//! Strongly-typed identifiers used across the domain.

use core::str::FromStr;
use std::sync::LazyLock;

use regex::Regex;
use serde::{Deserialize, Deserializer, Serialize};
use uuid::Uuid;

use crate::error::DomainError;

/// Document identifiers are exactly 24 hexadecimal characters.
static DOCUMENT_ID: LazyLock<Regex> =
    LazyLock::new(|| Regex::new("^[0-9a-fA-F]{24}$").expect("valid document id pattern"));

/// Identifier of an employee record.
///
/// Shaped like a document-store object id: 12 bytes rendered as 24 lowercase
/// hex characters. Parsing accepts either case and normalizes to lowercase.
#[derive(Debug, Clone, PartialEq, Eq, PartialOrd, Ord, Hash, Serialize)]
#[serde(transparent)]
pub struct EmployeeId(String);

impl EmployeeId {
    /// Create a new identifier.
    ///
    /// Takes the leading 12 bytes of a UUIDv7, so ids are roughly
    /// time-ordered. Prefer parsing fixed ids in tests for determinism.
    pub fn generate() -> Self {
        let uuid = Uuid::now_v7();
        let hex = uuid.simple().to_string();
        Self(hex[..24].to_string())
    }

    /// Whether `s` has the shape of a document id (no store lookup).
    pub fn is_well_formed(s: &str) -> bool {
        DOCUMENT_ID.is_match(s)
    }

    pub fn as_str(&self) -> &str {
        &self.0
    }
}

impl core::fmt::Display for EmployeeId {
    fn fmt(&self, f: &mut core::fmt::Formatter<'_>) -> core::fmt::Result {
        f.write_str(&self.0)
    }
}

impl AsRef<str> for EmployeeId {
    fn as_ref(&self) -> &str {
        &self.0
    }
}

impl FromStr for EmployeeId {
    type Err = DomainError;

    fn from_str(s: &str) -> Result<Self, Self::Err> {
        if !Self::is_well_formed(s) {
            return Err(DomainError::invalid_id(s));
        }
        Ok(Self(s.to_ascii_lowercase()))
    }
}

impl<'de> Deserialize<'de> for EmployeeId {
    fn deserialize<D>(deserializer: D) -> Result<Self, D::Error>
    where
        D: Deserializer<'de>,
    {
        let raw = String::deserialize(deserializer)?;
        raw.parse().map_err(serde::de::Error::custom)
    }
}

#[cfg(test)]
mod tests {
    use super::*;

    #[test]
    fn generated_ids_are_well_formed_and_distinct() {
        let a = EmployeeId::generate();
        let b = EmployeeId::generate();
        assert!(EmployeeId::is_well_formed(a.as_str()));
        assert_eq!(a.as_str().len(), 24);
        assert_ne!(a, b);
    }

    #[test]
    fn parse_normalizes_to_lowercase() {
        let id: EmployeeId = "64B7F0C2A1D3E4F5A6B7C8D9".parse().unwrap();
        assert_eq!(id.as_str(), "64b7f0c2a1d3e4f5a6b7c8d9");
    }

    #[test]
    fn parse_rejects_wrong_length_and_non_hex() {
        for bad in ["", "64b7f0c2", "64b7f0c2a1d3e4f5a6b7c8d9aa", "64b7f0c2a1d3e4f5a6b7c8dz"] {
            let err = bad.parse::<EmployeeId>().unwrap_err();
            assert!(matches!(err, DomainError::InvalidId { .. }), "{bad:?} should be rejected");
        }
    }

    #[test]
    fn deserialize_goes_through_validation() {
        let ok: EmployeeId = serde_json::from_str("\"64b7f0c2a1d3e4f5a6b7c8d9\"").unwrap();
        assert_eq!(ok.to_string(), "64b7f0c2a1d3e4f5a6b7c8d9");
        assert!(serde_json::from_str::<EmployeeId>("\"nope\"").is_err());
    }
}
//! Errors raised while turning raw input into domain values.

use thiserror::Error;

pub type DomainResult<T> = Result<T, DomainError>;

/// A raw value could not be turned into a domain value.
///
/// Carries the offending input so callers can log it; rule violations on a
/// whole employee are reported separately as message lists.
#[derive(Debug, Error, Clone, PartialEq, Eq)]
pub enum DomainError {
    #[error("not a calendar date: {input:?}")]
    InvalidDate { input: String },

    #[error("not an employee id (expected 24 hex characters): {input:?}")]
    InvalidId { input: String },
}

impl DomainError {
    pub fn invalid_date(input: impl Into<String>) -> Self {
        Self::InvalidDate { input: input.into() }
    }

    pub fn invalid_id(input: impl Into<String>) -> Self {
        Self::InvalidId { input: input.into() }
    }
}
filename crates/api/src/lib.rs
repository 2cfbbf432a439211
//! HTTP API: server, routing, and request/response mapping.

pub mod app;
pub mod config;
//! Error-to-response mapping.
//!
//! Existing clients only distinguish "200/201" from "404", so every failure
//! renders as 404 Not Found. Rule violations carry the message list as a
//! JSON array, a few failures carry a single message string, and everything
//! else has an empty body.

use axum::extract::rejection::JsonRejection;
use axum::http::StatusCode;
use axum::response::{IntoResponse, Response};
use axum::Json;

use personnel_core::DomainError;
use personnel_employees::ValidationError;
use personnel_infra::RepositoryError;

#[derive(Debug)]
pub enum ApiError {
    /// Validation rules failed.
    Rejected(Vec<String>),
    /// The requested employee does not exist.
    NotFound,
    /// A request-level problem explained to the client in one message.
    Message(String),
    /// The request could not be parsed (body, path or query).
    Malformed(String),
    /// Store or transport failure.
    Unexpected(String),
}

impl ApiError {
    pub fn message(msg: impl Into<String>) -> Self {
        Self::Message(msg.into())
    }
}

impl IntoResponse for ApiError {
    fn into_response(self) -> Response {
        match self {
            ApiError::Rejected(messages) => {
                for message in &messages {
                    tracing::info!("Error: {message}");
                }
                (StatusCode::NOT_FOUND, Json(messages)).into_response()
            }
            ApiError::Message(message) => (StatusCode::NOT_FOUND, Json(message)).into_response(),
            ApiError::NotFound => StatusCode::NOT_FOUND.into_response(),
            ApiError::Malformed(reason) => {
                tracing::info!(%reason, "malformed request");
                StatusCode::NOT_FOUND.into_response()
            }
            ApiError::Unexpected(reason) => {
                tracing::warn!(%reason, "there is a problem with the transaction");
                StatusCode::NOT_FOUND.into_response()
            }
        }
    }
}

impl From<ValidationError> for ApiError {
    fn from(err: ValidationError) -> Self {
        match err {
            ValidationError::Rejected(messages) => ApiError::Rejected(messages),
            ValidationError::Lookup(e) => ApiError::Unexpected(e.to_string()),
        }
    }
}

impl From<RepositoryError> for ApiError {
    fn from(err: RepositoryError) -> Self {
        match err {
            RepositoryError::NotFound => ApiError::NotFound,
            other => ApiError::Unexpected(other.to_string()),
        }
    }
}

impl From<DomainError> for ApiError {
    fn from(err: DomainError) -> Self {
        ApiError::Malformed(err.to_string())
    }
}

impl From<JsonRejection> for ApiError {
    fn from(rejection: JsonRejection) -> Self {
        ApiError::Malformed(rejection.body_text())
    }
}

#[cfg(test)]
mod tests {
    use super::*;

    #[test]
    fn every_error_is_a_404() {
        let errors = [
            ApiError::Rejected(vec!["Role is required".to_string()]),
            ApiError::NotFound,
            ApiError::message("nope"),
            ApiError::Malformed("bad json".to_string()),
            ApiError::Unexpected("store offline".to_string()),
        ];
        for err in errors {
            assert_eq!(err.into_response().status(), StatusCode::NOT_FOUND);
        }
    }

    #[test]
    fn repository_not_found_stays_not_found() {
        assert!(matches!(ApiError::from(RepositoryError::NotFound), ApiError::NotFound));
        assert!(matches!(
            ApiError::from(RepositoryError::Storage("down".to_string())),
            ApiError::Unexpected(_)
        ));
    }
}
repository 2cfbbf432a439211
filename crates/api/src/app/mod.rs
//! HTTP API application wiring (Axum router + service wiring).
//!
//! - `services.rs`: store wiring and the validator entrypoint
//! - `routes/`: HTTP routes + handlers
//! - `dto.rs`: request DTOs that are not domain types
//! - `errors.rs`: error-to-response mapping

use std::sync::Arc;

use axum::{routing::get, Extension, Router};
use tower::ServiceBuilder;
use tower_http::trace::TraceLayer;

use personnel_infra::StoreSettings;

pub mod dto;
pub mod errors;
pub mod routes;
pub mod services;

pub use services::AppServices;

/// Build the full HTTP router (public entrypoint used by `main.rs`).
pub async fn build_app(settings: &StoreSettings) -> anyhow::Result<Router> {
    let services = AppServices::open(settings).await?;
    Ok(router(Arc::new(services)))
}

/// Router over already-wired services (tests inject an in-memory store here).
pub fn router(services: Arc<AppServices>) -> Router {
    Router::new()
        .route("/health", get(routes::system::health))
        .merge(routes::router())
        .layer(
            ServiceBuilder::new()
                .layer(TraceLayer::new_for_http())
                .layer(Extension(services)),
        )
}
..............................
## What the task asks
Return, from the data, each line where the string "messages" occurs.

## The completed task
            ApiError::Rejected(messages) => {
                for message in &messages {
                (StatusCode::NOT_FOUND, Json(messages)).into_response()
            ValidationError::Rejected(messages) => ApiError::Rejected(messages),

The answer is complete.